> Input data:

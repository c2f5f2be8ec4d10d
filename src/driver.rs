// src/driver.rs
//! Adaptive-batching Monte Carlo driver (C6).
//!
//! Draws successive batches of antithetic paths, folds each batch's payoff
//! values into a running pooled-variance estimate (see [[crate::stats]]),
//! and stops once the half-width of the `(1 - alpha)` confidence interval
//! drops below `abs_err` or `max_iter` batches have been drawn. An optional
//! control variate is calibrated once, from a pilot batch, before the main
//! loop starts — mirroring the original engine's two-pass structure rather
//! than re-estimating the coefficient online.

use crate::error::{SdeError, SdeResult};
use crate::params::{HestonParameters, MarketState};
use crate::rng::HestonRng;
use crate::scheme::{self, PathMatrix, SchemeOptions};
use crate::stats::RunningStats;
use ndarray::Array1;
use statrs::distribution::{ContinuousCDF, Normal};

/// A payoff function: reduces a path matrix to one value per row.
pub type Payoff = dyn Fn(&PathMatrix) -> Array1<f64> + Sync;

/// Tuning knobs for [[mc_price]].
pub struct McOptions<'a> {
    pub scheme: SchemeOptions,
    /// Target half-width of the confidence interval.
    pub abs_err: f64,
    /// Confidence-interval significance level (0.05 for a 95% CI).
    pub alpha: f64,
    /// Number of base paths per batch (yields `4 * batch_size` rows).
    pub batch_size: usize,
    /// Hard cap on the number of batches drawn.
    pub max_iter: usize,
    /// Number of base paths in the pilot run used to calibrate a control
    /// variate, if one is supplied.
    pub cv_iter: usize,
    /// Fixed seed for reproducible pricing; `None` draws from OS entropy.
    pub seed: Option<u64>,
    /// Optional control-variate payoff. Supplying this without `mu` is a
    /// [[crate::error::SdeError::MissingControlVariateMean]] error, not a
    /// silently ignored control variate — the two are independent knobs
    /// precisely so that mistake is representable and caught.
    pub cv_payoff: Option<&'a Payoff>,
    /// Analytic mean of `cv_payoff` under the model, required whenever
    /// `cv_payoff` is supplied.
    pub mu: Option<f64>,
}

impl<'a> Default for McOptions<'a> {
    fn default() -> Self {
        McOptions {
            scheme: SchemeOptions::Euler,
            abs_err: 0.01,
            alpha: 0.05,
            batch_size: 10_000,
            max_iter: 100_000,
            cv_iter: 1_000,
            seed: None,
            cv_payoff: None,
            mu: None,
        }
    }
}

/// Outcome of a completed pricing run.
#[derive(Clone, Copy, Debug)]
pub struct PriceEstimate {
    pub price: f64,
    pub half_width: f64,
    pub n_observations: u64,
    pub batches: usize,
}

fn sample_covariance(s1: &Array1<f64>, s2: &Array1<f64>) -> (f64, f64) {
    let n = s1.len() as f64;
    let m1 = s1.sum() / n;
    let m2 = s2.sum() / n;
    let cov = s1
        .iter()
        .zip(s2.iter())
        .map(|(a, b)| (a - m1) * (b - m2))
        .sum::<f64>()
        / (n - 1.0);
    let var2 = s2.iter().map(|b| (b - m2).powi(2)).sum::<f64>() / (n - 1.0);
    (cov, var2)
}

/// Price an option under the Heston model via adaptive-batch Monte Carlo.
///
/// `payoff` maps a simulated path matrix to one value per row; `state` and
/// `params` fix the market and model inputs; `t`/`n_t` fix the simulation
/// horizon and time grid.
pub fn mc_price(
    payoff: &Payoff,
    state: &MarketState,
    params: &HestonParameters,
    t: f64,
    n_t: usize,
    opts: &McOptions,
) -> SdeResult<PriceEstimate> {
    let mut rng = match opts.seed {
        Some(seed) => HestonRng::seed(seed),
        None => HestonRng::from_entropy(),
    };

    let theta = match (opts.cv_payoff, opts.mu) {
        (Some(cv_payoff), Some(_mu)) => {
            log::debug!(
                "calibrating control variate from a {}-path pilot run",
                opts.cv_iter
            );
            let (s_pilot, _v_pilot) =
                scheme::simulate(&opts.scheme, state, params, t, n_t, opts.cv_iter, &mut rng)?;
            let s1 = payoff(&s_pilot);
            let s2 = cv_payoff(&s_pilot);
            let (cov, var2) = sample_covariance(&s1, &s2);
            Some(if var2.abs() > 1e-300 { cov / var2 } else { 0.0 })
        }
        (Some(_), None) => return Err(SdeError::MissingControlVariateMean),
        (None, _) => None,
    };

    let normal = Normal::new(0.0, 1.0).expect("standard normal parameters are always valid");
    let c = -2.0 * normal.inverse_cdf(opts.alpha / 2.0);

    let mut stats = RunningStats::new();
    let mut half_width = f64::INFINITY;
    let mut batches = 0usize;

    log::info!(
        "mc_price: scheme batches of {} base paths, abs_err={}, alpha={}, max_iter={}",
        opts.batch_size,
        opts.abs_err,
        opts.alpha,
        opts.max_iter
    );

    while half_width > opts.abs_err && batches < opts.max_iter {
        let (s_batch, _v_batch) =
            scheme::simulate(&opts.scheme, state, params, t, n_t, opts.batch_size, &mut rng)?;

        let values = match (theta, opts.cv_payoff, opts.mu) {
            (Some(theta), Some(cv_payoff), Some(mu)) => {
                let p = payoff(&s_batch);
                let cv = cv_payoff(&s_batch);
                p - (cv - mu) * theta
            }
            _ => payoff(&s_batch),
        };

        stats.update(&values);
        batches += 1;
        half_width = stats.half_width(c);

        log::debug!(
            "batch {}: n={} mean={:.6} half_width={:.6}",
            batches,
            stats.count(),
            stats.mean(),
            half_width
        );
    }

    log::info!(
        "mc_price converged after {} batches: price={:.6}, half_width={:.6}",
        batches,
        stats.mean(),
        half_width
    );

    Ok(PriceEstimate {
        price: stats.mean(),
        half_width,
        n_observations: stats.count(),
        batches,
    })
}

* * *

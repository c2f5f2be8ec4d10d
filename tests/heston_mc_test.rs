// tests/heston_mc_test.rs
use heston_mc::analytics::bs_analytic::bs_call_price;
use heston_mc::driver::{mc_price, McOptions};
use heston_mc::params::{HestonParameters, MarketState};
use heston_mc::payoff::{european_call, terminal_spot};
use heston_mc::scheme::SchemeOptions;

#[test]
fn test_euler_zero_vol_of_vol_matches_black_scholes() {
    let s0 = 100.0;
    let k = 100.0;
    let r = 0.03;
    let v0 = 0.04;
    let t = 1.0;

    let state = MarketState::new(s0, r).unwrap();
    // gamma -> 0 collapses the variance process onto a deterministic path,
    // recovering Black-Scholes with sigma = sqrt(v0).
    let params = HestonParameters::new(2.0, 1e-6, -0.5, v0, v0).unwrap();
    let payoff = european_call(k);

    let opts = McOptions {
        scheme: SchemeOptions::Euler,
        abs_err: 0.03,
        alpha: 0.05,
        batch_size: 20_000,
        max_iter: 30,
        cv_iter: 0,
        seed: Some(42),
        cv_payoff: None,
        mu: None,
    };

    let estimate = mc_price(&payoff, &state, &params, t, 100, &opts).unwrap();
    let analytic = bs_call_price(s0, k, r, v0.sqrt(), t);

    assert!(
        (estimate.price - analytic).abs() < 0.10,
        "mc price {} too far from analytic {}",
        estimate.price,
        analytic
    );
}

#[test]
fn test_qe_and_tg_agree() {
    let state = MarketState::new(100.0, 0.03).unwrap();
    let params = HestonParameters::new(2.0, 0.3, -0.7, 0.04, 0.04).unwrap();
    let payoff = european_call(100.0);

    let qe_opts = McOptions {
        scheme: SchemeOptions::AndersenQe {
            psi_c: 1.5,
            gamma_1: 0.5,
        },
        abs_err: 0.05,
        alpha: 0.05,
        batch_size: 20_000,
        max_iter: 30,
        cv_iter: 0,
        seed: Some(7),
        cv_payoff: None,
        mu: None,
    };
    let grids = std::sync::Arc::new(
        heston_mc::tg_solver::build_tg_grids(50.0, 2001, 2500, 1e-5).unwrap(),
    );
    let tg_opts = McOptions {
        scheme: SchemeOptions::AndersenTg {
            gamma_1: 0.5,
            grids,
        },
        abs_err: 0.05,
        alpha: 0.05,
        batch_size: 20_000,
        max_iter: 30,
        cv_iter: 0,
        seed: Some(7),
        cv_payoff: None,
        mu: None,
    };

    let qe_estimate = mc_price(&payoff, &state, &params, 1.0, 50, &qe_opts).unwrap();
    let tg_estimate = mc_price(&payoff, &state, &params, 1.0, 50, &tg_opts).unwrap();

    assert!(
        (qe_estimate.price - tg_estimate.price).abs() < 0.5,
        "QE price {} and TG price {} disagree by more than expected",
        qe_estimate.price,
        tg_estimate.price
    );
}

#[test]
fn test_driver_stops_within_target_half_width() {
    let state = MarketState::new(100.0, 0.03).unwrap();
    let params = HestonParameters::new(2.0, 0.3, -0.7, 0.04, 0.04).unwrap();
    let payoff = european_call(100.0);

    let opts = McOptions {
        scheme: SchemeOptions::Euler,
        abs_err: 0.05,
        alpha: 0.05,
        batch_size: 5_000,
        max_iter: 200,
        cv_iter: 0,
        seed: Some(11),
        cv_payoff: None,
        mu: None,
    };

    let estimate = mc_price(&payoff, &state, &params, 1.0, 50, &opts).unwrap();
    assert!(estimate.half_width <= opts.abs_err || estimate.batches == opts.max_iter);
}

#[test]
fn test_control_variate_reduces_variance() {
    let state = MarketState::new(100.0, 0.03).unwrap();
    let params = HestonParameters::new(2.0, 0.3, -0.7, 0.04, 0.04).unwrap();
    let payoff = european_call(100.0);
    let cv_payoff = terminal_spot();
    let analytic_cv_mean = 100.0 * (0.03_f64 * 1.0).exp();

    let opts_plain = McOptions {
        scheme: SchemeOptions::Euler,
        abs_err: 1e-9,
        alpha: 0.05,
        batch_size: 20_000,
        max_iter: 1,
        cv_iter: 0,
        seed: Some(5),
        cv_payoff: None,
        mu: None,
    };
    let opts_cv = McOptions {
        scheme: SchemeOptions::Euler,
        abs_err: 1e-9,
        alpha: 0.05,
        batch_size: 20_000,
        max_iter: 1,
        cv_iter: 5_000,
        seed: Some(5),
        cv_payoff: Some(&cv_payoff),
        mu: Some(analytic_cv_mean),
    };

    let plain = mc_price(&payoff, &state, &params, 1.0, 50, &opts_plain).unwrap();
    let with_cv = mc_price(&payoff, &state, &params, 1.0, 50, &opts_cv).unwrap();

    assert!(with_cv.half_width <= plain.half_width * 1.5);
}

> What is being asked:
Please give back exactly the lines of the listing above that run from the one containing "let cov = s1" through the one containing "control variate from", and only those.

> Result for this task:
    let cov = s1
        .iter()
        .zip(s2.iter())
        .map(|(a, b)| (a - m1) * (b - m2))
        .sum::<f64>()
        / (n - 1.0);
    let var2 = s2.iter().map(|b| (b - m2).powi(2)).sum::<f64>() / (n - 1.0);
    (cov, var2)
}

/// Price an option under the Heston model via adaptive-batch Monte Carlo.
///
/// `payoff` maps a simulated path matrix to one value per row; `state` and
/// `params` fix the market and model inputs; `t`/`n_t` fix the simulation
/// horizon and time grid.
pub fn mc_price(
    payoff: &Payoff,
    state: &MarketState,
    params: &HestonParameters,
    t: f64,
    n_t: usize,
    opts: &McOptions,
) -> SdeResult<PriceEstimate> {
    let mut rng = match opts.seed {
        Some(seed) => HestonRng::seed(seed),
        None => HestonRng::from_entropy(),
    };

    let theta = match (opts.cv_payoff, opts.mu) {
        (Some(cv_payoff), Some(_mu)) => {
            log::debug!(
                "calibrating control variate from a {}-path pilot run",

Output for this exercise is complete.